PL : Quand elle a tourné ses scènes c’était un plan séquence, c’était pas prévu dans le scénario, elle m’a dit « si tu me fais parler de la maternité, je pleure », elle a deux fils… Il y avait quelque chose de très naturel pour elle dans son rapport avec Théodore.
T : Tu avais eu un coup de foudre pour Théodore ?
PL : Oui, vraiment ! Coup de foudre amical, humain, artistique, c’est un grand ami maintenant. Je suis fascinée par la figure de l’acteur, je suis fascinée par l’être humain, par sa gentillesse, son humanité. Quand je l’ai rencontré je me suis dit « qu’il avait vraiment tout de Nino », avec des variations évidement, on a beaucoup travaillé, et je me suis dit « ok, il faut que les gens le voient à l’écran comme moi je le vois ». Il me donne toujours un peu envie de pleurer *rires*..!

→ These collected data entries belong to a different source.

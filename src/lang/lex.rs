use super::token::*;

/// Scan source text into tokens. The result always ends with `Token::Eof`.
pub fn lex(s: &str) -> Vec<Token> {
    let mut tokens: Vec<Token> = BasicLexer {
        chars: s.chars().peekable(),
        signed: true,
        remark: false,
    }
    .collect();
    tokens.push(Token::Eof);
    tokens
}

fn is_basic_whitespace(c: char) -> bool {
    c == ' ' || c == '\t' || c == '\r'
}

fn is_basic_digit(c: char) -> bool {
    c.is_ascii_digit()
}

fn is_basic_alphabetic(c: char) -> bool {
    c.is_ascii_alphabetic()
}

trait Tokenizers<'a> {
    fn chars(&mut self) -> &mut std::iter::Peekable<std::str::Chars<'a>>;

    /// Peek one past the next character.
    fn peek_next(&mut self) -> Option<char> {
        let mut ahead = self.chars().clone();
        ahead.next();
        ahead.next()
    }

    fn whitespace(&mut self) {
        while let Some(pk) = self.chars().peek() {
            if !is_basic_whitespace(*pk) {
                break;
            }
            self.chars().next();
        }
    }

    fn number(&mut self) -> Option<Token> {
        let mut s = String::new();
        if let Some(ch) = self.chars().next() {
            s.push(ch);
        }
        let mut exp = false;
        let mut exp_sign = false;
        loop {
            let pk = match self.chars().peek() {
                Some(pk) => *pk,
                None => break,
            };
            if !exp && (pk == 'e' || pk == 'E') {
                exp = true;
                self.chars().next();
                s.push('E');
                continue;
            }
            if exp && !exp_sign && s.ends_with('E') && (pk == '+' || pk == '-') {
                exp_sign = true;
                self.chars().next();
                s.push(pk);
                continue;
            }
            if is_basic_digit(pk) {
                self.chars().next();
                s.push(pk);
                continue;
            }
            if pk == '.' && self.peek_next().map_or(false, is_basic_digit) {
                self.chars().next();
                s.push(pk);
                continue;
            }
            break;
        }
        Some(Token::Literal(Literal::Number(s)))
    }

    fn hex(&mut self) -> Option<Token> {
        self.chars().next();
        let mut s = String::from("&");
        while let Some(pk) = self.chars().peek() {
            if !pk.is_ascii_hexdigit() {
                break;
            }
            s.push(pk.to_ascii_uppercase());
            self.chars().next();
        }
        Some(Token::Literal(Literal::Hex(s)))
    }

    fn string(&mut self) -> Option<Token> {
        let mut s = String::new();
        self.chars().next();
        loop {
            match self.chars().peek() {
                None | Some('\n') => break,
                Some('"') => {
                    self.chars().next();
                    if let Some('"') = self.chars().peek() {
                        self.chars().next();
                        s.push_str("\"\"");
                        continue;
                    }
                    break;
                }
                Some(_) => {
                    if let Some(ch) = self.chars().next() {
                        s.push(ch);
                    }
                }
            }
        }
        Some(Token::Literal(Literal::String(s)))
    }

    fn alphabetic(&mut self) -> Option<Token> {
        let mut s = String::new();
        while let Some(pk) = self.chars().peek() {
            if is_basic_alphabetic(*pk) || is_basic_digit(*pk) || *pk == '_' {
                s.push(*pk);
                self.chars().next();
                continue;
            }
            if *pk == '$' || *pk == '%' {
                s.push(*pk);
                self.chars().next();
            }
            break;
        }
        if let Some(token) = Token::from_string(&s.to_ascii_uppercase()) {
            return Some(token);
        }
        Some(Token::Ident(Ident::new(&s)))
    }

    fn comment(&mut self) -> Option<Token> {
        let mut s = String::new();
        while let Some(pk) = self.chars().peek() {
            if *pk == '\n' {
                break;
            }
            s.push(*pk);
            self.chars().next();
        }
        Some(Token::Comment(s.trim().to_string()))
    }

    fn minutia(&mut self) -> Option<Token> {
        use Operator::*;
        let ch = self.chars().next()?;
        let pk = self.chars().peek().cloned();
        let pair = match (ch, pk) {
            (':', Some('=')) => Some(Token::Assign),
            ('<', Some('=')) => Some(Token::Operator(LessEqual)),
            ('<', Some('>')) => Some(Token::Operator(NotEqual)),
            ('>', Some('=')) => Some(Token::Operator(GreaterEqual)),
            ('>', Some('<')) => Some(Token::Operator(GreaterLess)),
            ('=', Some('=')) => Some(Token::Operator(InterestinglyEqual)),
            ('=', Some('<')) => Some(Token::Operator(EqualLess)),
            ('=', Some('>')) => Some(Token::Operator(EqualGreater)),
            _ => None,
        };
        if pair.is_some() {
            self.chars().next();
            return pair;
        }
        let t = match ch {
            ':' => Token::Colon,
            '<' => Token::Operator(Less),
            '>' => Token::Operator(Greater),
            '=' => Token::Operator(Equal),
            '^' => Token::Operator(Caret),
            '*' => Token::Operator(Multiply),
            '/' => Token::Operator(Divide),
            '\\' => Token::Operator(DivideInt),
            '+' => Token::Operator(Plus),
            '-' => Token::Operator(Minus),
            '(' => Token::LParen,
            ')' => Token::RParen,
            ',' => Token::Comma,
            ';' => Token::Semicolon,
            '#' => Token::Hash,
            '~' => Token::Tilde,
            '!' => Token::Exclamation,
            '?' => Token::Word(Word::Print),
            '\n' => Token::NewLine,
            _ => Token::Illegal(ch.to_string()),
        };
        Some(t)
    }
}

struct BasicLexer<'a> {
    chars: std::iter::Peekable<std::str::Chars<'a>>,
    // A `-` here would start a negative number.
    signed: bool,
    remark: bool,
}

impl<'a> Tokenizers<'a> for BasicLexer<'a> {
    fn chars(&mut self) -> &mut std::iter::Peekable<std::str::Chars<'a>> {
        &mut self.chars
    }
}

impl<'a> BasicLexer<'a> {
    fn scan(&mut self) -> Option<Token> {
        self.whitespace();
        let pk = *self.chars.peek()?;
        if self.remark {
            self.remark = false;
            if pk != '\n' {
                return self.comment();
            }
        }
        if is_basic_digit(pk) || (pk == '.' && self.peek_next().map_or(false, is_basic_digit)) {
            return self.number();
        }
        if pk == '-' && self.signed && self.peek_next().map_or(false, is_basic_digit) {
            return self.number();
        }
        if is_basic_alphabetic(pk) {
            let t = self.alphabetic();
            if let Some(Token::Word(Word::Rem)) = t {
                self.remark = true;
            }
            return t;
        }
        if pk == '"' {
            return self.string();
        }
        if pk == '&' && self.peek_next().map_or(false, |c| c.is_ascii_hexdigit()) {
            return self.hex();
        }
        self.minutia()
    }
}

impl<'a> Iterator for BasicLexer<'a> {
    type Item = Token;

    fn next(&mut self) -> Option<Self::Item> {
        let t = self.scan()?;
        self.signed = matches!(t, Token::Operator(_) | Token::LParen);
        Some(t)
    }
}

T : Oui, il y a beaucoup de sincérité dans son jeu. À chacune de ses apparitions, on sent comme un basculement émotionnel. Sa tendresse envers sa mère, le deuil lié à la perte de son père, et en miroir, cette idée que sa mère devra peut-être un jour faire le deuil de son fils, que le cancer revienne ou non. Tout cela crée une impression d’urgence, un tiraillement entre la paternité, la filiation et l’enfance, comme s’il restait coincé entre ces états. Et le petit bracelet de bébé qu’elle conserve rend tout cela encore plus bouleversant.
PL : Je suis contente, je tenais vraiment à ce que ce soit l’image forte du film. Que cette chambre (celle du traitement de chimio de Nino, ndlr) ressemble un peu à une chambre de maternité. Lui, il est à un croisement : encore le fils de sa mère, mais déjà projeté dans une sorte d’horloge biologique.
T : D’habitude ce sont plutôt les femmes à qui on rappelle cette horloge biologique. Est-ce que ça fait écho à ton propre vécu ?
PL : J’ai perdu quelqu’un d’un cancer dans ma famille, dans sa trentaine. Au début de la maladie, je trouvais fou qu’on lui propose un prélèvement de sperme « au cas où ». C’était à la fois bouleversant, parce que cela ouvrait une projection vers la vie, et troublant d’anticiper une survivance alors même que la sienne restait incertaine. C’est très existentialiste d’un coup ! Et quand j’ai écrit Nino, peut-être dans une démarche de crédibilité, je me suis dit « on va lui demander ça de toute façon, alors autant explorer cette piste là ». Et ça me faisait un peu marrer aussi, qu’il s’agite comme ça à trente ans pour ces questions-là.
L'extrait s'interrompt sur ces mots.